» The task:
A single number is required: how many lines in the data below contain "await".

(Collected data)
%%
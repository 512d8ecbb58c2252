use std::path::Path;

use crate::{CleanArgs, build::STAGING_PREFIX, config::Config};

pub async fn run(args: &CleanArgs) -> Result<(), anyhow::Error> {
    let config_path = Config::resolve_path(args.config_file.as_deref())?;
    let config = Config::load_from_file(&config_path)?;

    // Get the base path for resolving relative paths
    let base_path = Config::base_path(&config_path);

    // Delete the generated site folder
    let site_path = base_path.join(&config.site.output);
    if site_path.exists() {
        remove(&site_path, args.dry_run).await?;
    } else {
        println!("Nothing to clean at {}", site_path.display());
    }

    // Delete staging folders left behind by interrupted builds
    let staging_root = site_path.parent().unwrap_or(base_path.as_path());
    let mut entries = tokio::fs::read_dir(staging_root).await?;
    while let Some(entry) = entries.next_entry().await? {
        if entry.file_name().to_string_lossy().starts_with(STAGING_PREFIX) {
            remove(&entry.path(), args.dry_run).await?;
        }
    }

    Ok(())
}

async fn remove(path: &Path, dry_run: bool) -> Result<(), anyhow::Error> {
    if dry_run {
        println!("Would delete {}", path.display());
    } else {
        tokio::fs::remove_dir_all(path).await?;
        println!("Deleted {}", path.display());
    }
    Ok(())
}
%%
» Solution for this exercise:
5